Chapitre 3 Trois
Les talons d’Antonia claquaient nerveusement sur le marbre tandis qu’elle franchissait les portes du siège de Walton & Co., son badge tout neuf solidement accroché à son chemisier. Elle avait passé tout le week-end à osciller entre excitation et appréhension, à essayer des tenues différentes devant Helen et Ernest comme si elle défilait sur un podium. Au bout du compte, elle avait opté pour un chemisier bleu pâle soigneusement rentré dans une jupe crayon noire, avec des escarpins modestes. Professionnel. Soigné. Sans risque.
Ses paumes étaient encore moites.
« Respire, Antonia », se murmura-t-elle en montant dans l’ascenseur. « Ce n’est qu’un travail. Un travail très important, qui sauve une carrière, qui bouleverse une vie, avec un patron qui doit probablement te prendre pour une vandale cinglée. Mais quand même : un travail. »
Les portes coulissèrent, dévoilant un vaste open space lumineux, vibrant d’activité. Les téléphones sonnaient, les claviers crépitaient, et une odeur de café frais flottait dans l’air. Les employés se déplaçaient d’un pas vif entre les allées : certains riaient en petits groupes, d’autres étaient penchés sur leurs écrans comme si leur vie en dépendait.
Antonia hésita à l’entrée, soudain consciente de l’air « nouvelle » qu’elle devait avoir, de cette fraîcheur de recrue. Avant qu’elle n’ait le temps de se dégonfler, une voix pétillante l’interpella.

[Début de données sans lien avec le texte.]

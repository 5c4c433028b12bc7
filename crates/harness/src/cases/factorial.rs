//! Factorial benchmark case.

use std::hint::black_box;
use std::time::Duration;

use benchlab_core::BenchmarkRecord;

use crate::case::{assertion, check_budget, duration_ms, measure, BenchCase, CaseError, Strictness};
use crate::workloads::factorial;

/// Iteration plan for [`FactorialCase`].
#[derive(Debug, Clone)]
pub struct FactorialPlan {
    /// Largest input swept; the sweep runs `1..=max_n`.
    pub max_n: u64,
    /// Repeats per input.
    pub repeats: u32,
    /// Advisory duration budget.
    pub budget: Option<Duration>,
}

impl Default for FactorialPlan {
    fn default() -> Self {
        Self {
            max_n: 15,
            repeats: 100,
            budget: Some(Duration::from_millis(2000)),
        }
    }
}

/// Sweeps [`factorial`] over `1..=max_n`, `repeats` times per input.
#[derive(Debug, Default)]
pub struct FactorialCase {
    plan: FactorialPlan,
}

impl FactorialCase {
    /// Case with the canonical plan.
    pub fn new() -> Self {
        Self::default()
    }

    /// Case with a custom plan.
    pub fn with_plan(plan: FactorialPlan) -> Self {
        Self { plan }
    }
}

impl BenchCase for FactorialCase {
    fn name(&self) -> &'static str {
        "factorial"
    }

    fn run(&self, strictness: Strictness) -> Result<BenchmarkRecord, CaseError> {
        let plan = &self.plan;
        let (calls, elapsed) = measure(|| {
            let mut calls = 0u64;
            for n in 1..=plan.max_n {
                for _ in 0..plan.repeats {
                    black_box(factorial(black_box(n)));
                    calls += 1;
                }
            }
            calls
        });

        let expected = plan.max_n * u64::from(plan.repeats);
        if calls != expected {
            return Err(assertion(
                self.name(),
                format!("expected {expected} calls, made {calls}"),
            ));
        }
        if plan.max_n >= 15 && factorial(15) != 1_307_674_368_000 {
            return Err(assertion(
                self.name(),
                "factorial(15) drifted from 1307674368000",
            ));
        }
        check_budget(self.name(), plan.budget, elapsed, strictness)?;

        Ok(BenchmarkRecord::new(self.name(), duration_ms(elapsed)).with_op_count(calls))
    }
}

#[cfg(test)]
mod tests {
    use super::*;

    #[test]
    fn test_canonical_plan_passes() {
        let record = FactorialCase::new().run(Strictness::Advisory).unwrap();
        assert_eq!(record.name, "factorial");
        assert_eq!(record.op_count, Some(1500));
        assert!(record.duration_ms >= 0.0);
    }

    #[test]
    fn test_zero_budget_is_advisory_by_default() {
        let plan = FactorialPlan {
            budget: Some(Duration::ZERO),
            ..FactorialPlan::default()
        };
        let record = FactorialCase::with_plan(plan).run(Strictness::Advisory);
        assert!(record.is_ok());
    }

    #[test]
    fn test_zero_budget_fails_under_strict() {
        let plan = FactorialPlan {
            budget: Some(Duration::ZERO),
            ..FactorialPlan::default()
        };
        let result = FactorialCase::with_plan(plan).run(Strictness::Strict);
        assert!(matches!(result, Err(CaseError::BudgetExceeded { .. })));
    }

    #[test]
    fn test_large_inputs_only_measure_time() {
        // Beyond 20! the product wraps; the case must still complete.
        let plan = FactorialPlan {
            max_n: 40,
            repeats: 10,
            budget: None,
        };
        let record = FactorialCase::with_plan(plan).run(Strictness::Strict).unwrap();
        assert_eq!(record.op_count, Some(400));
    }
}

— Tu dois être la petite nouvelle !
Antonia se retourna et vit une femme menue aux boucles mi-longues et au large sourire s’avancer vers elle. Elle portait une robe à pois et dégageait une assurance qui donna aussitôt à Antonia l’envie d’être son amie.

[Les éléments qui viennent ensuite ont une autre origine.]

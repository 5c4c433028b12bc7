//! Result-set persistence.
//!
//! A persisted result set is a pretty-printed JSON array of records — the
//! contract between a suite run and a later comparison. Parse failures
//! name the offending artifact instead of surfacing a bare I/O error.

use std::fs;
use std::io;
use std::path::Path;

use benchlab_core::{Error, Result, ResultSet};

/// Write a result set to `path` as pretty-printed JSON.
pub fn write_result_set(path: impl AsRef<Path>, results: &ResultSet) -> Result<()> {
    let json = serde_json::to_string_pretty(results)
        .map_err(|e| io::Error::new(io::ErrorKind::Other, e))?;
    fs::write(path, json)?;
    Ok(())
}

/// Read a result set previously written by [`write_result_set`].
pub fn read_result_set(path: impl AsRef<Path>) -> Result<ResultSet> {
    let path = path.as_ref();
    let content = fs::read_to_string(path)?;
    serde_json::from_str(&content).map_err(|source| Error::Parse {
        path: path.to_path_buf(),
        source,
    })
}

— Je suis Sarah, dit la jeune femme en tendant la main. Chargée de marketing. Bienvenue chez Walton & Co !
Antonia la serra, reconnaissante de cette chaleur.
— Merci. Je suis Antonia. Aujourd’hui… c’est mon premier jour, évidemment.

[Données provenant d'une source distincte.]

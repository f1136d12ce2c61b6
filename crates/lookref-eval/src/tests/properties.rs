use proptest::prelude::*;

use crate::builtins::reference_fns::{address, indirect, offset};
use crate::config::EvalConfig;
use crate::matcher::{MatchMode, find};
use crate::wildcard;
use lookref_common::{
    CellAddress, GridCoord, LiteralValue, MAX_COL, MAX_ROW, RangeAddress, Reference,
};

fn sorted_ints() -> impl Strategy<Value = Vec<i64>> {
    prop::collection::vec(-20i64..20, 1..40).prop_map(|mut v| {
        v.sort();
        v
    })
}

fn ints(v: &[i64]) -> Vec<LiteralValue> {
    v.iter().copied().map(LiteralValue::Int).collect()
}

fn any_reference() -> impl Strategy<Value = Reference> {
    (1i64..=200, 1i64..=60, 1i64..=5, 1i64..=5).prop_map(|(r, c, h, w)| {
        let tl = GridCoord::try_new(r, c).unwrap();
        if h == 1 && w == 1 {
            Reference::Cell(CellAddress::new(Some("S".into()), tl))
        } else {
            let br = GridCoord::try_new(r + h - 1, c + w - 1).unwrap();
            Reference::Range(RangeAddress::new(Some("S".into()), tl, br).unwrap())
        }
    })
}

proptest! {
    #[test]
    fn ascending_match_is_last_not_greater(seq in sorted_ints(), target in -25i64..25) {
        let cfg = EvalConfig::default();
        let got = find(&LiteralValue::Int(target), &ints(&seq), MatchMode::Ascending, &cfg);
        let expected = seq.iter().rposition(|&x| x <= target).map(|i| i + 1);
        prop_assert_eq!(got, expected);
    }

    #[test]
    fn descending_match_is_smallest_not_smaller(seq in sorted_ints(), target in -25i64..25) {
        let cfg = EvalConfig::default();
        let desc: Vec<i64> = seq.iter().rev().copied().collect();
        let got = find(&LiteralValue::Int(target), &ints(&desc), MatchMode::Descending, &cfg);
        let expected = desc
            .iter()
            .position(|&x| x == target)
            .or_else(|| desc.iter().rposition(|&x| x > target))
            .map(|i| i + 1);
        prop_assert_eq!(got, expected);
    }

    #[test]
    fn exact_match_is_first_occurrence(seq in prop::collection::vec(0i64..6, 0..30), target in 0i64..6) {
        let cfg = EvalConfig::default();
        let got = find(&LiteralValue::Int(target), &ints(&seq), MatchMode::Exact, &cfg);
        prop_assert_eq!(got, seq.iter().position(|&x| x == target).map(|i| i + 1));
    }

    #[test]
    fn address_text_resolves_back(
        row in 1i64..=MAX_ROW as i64,
        col in 1i64..=MAX_COL as i64,
        abs in 1i64..=4,
    ) {
        let cfg = EvalConfig::default();
        let text = address(row, col, abs, true, Some("Data sheet")).unwrap();
        let back = indirect(&text, true, "Other", None, &cfg).unwrap();
        let expected = CellAddress::try_new(Some("Data sheet"), row, col).unwrap();
        prop_assert_eq!(back, Reference::Cell(expected));

        let r1c1 = address(row, col, 1, false, None).unwrap();
        let back = indirect(&r1c1, false, "Other", None, &cfg).unwrap();
        prop_assert_eq!(back.top_left(), GridCoord::try_new(row, col).unwrap());
    }

    #[test]
    fn offset_by_nothing_is_identity(base in any_reference()) {
        let same = offset(&base, 0, 0, Some(base.height() as i64), Some(base.width() as i64));
        prop_assert_eq!(same.as_ref(), Ok(&base));
        prop_assert_eq!(offset(&base, 0, 0, None, None), Ok(base));
    }

    #[test]
    fn offset_results_stay_on_grid(
        base in any_reference(),
        dr in -300i64..300,
        dc in -100i64..100,
        h in -2i64..8,
        w in -2i64..8,
    ) {
        match offset(&base, dr, dc, Some(h), Some(w)) {
            Ok(r) => {
                let tl = r.top_left();
                prop_assert_eq!(tl.row() as i64, base.top_left().row() as i64 + dr);
                prop_assert_eq!(tl.col() as i64, base.top_left().col() as i64 + dc);
                prop_assert_eq!((r.height() as i64, r.width() as i64), (h, w));
            }
            Err(e) => {
                prop_assert_eq!(e.kind, lookref_common::ExcelErrorKind::Ref);
                let top = base.top_left().row() as i64 + dr;
                let left = base.top_left().col() as i64 + dc;
                prop_assert!(h <= 0 || w <= 0 || top < 1 || left < 1);
            }
        }
    }

    #[test]
    fn plain_patterns_match_only_themselves(a in "[a-zA-Z0-9 .]{0,12}", b in "[a-zA-Z0-9 .]{0,12}") {
        let re = wildcard::compile(&a).unwrap();
        prop_assert!(re.is_match(&a.to_uppercase()));
        prop_assert_eq!(re.is_match(&b), a.to_lowercase() == b.to_lowercase());
    }

    #[test]
    fn star_matches_any_suffix(prefix in "[a-z]{0,6}", rest in "\\PC{0,10}") {
        let re = wildcard::compile(&format!("{prefix}*")).unwrap();
        let text = format!("{prefix}{rest}");
        prop_assert!(re.is_match(&text));
    }
}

Sarah lui adressa un sourire entendu.
— Ne t’inquiète pas, tu ne te balades pas avec un panneau fluo marqué « nouvelle ». Pas encore.
Elle lui fit un clin d’œil.
— Viens, je te fais la visite express avant qu’on ne t’enterre sous la paperasse.
Pendant qu’elle la guidait, Sarah débitait des informations à mi-chemin entre l’accueil et les ragots.
— Là, c’est l’informatique : ils sauvent des vies, mais ne leur demande jamais de l’aide un lundi matin. Les RH sont au bout de ce couloir : évite-les sauf absolue nécessité. Et—oh—méfie-toi du frigo de la salle de pause. Les choses disparaissent mystérieusement. Si tu amènes des restes, protège-les au péril de ta vie.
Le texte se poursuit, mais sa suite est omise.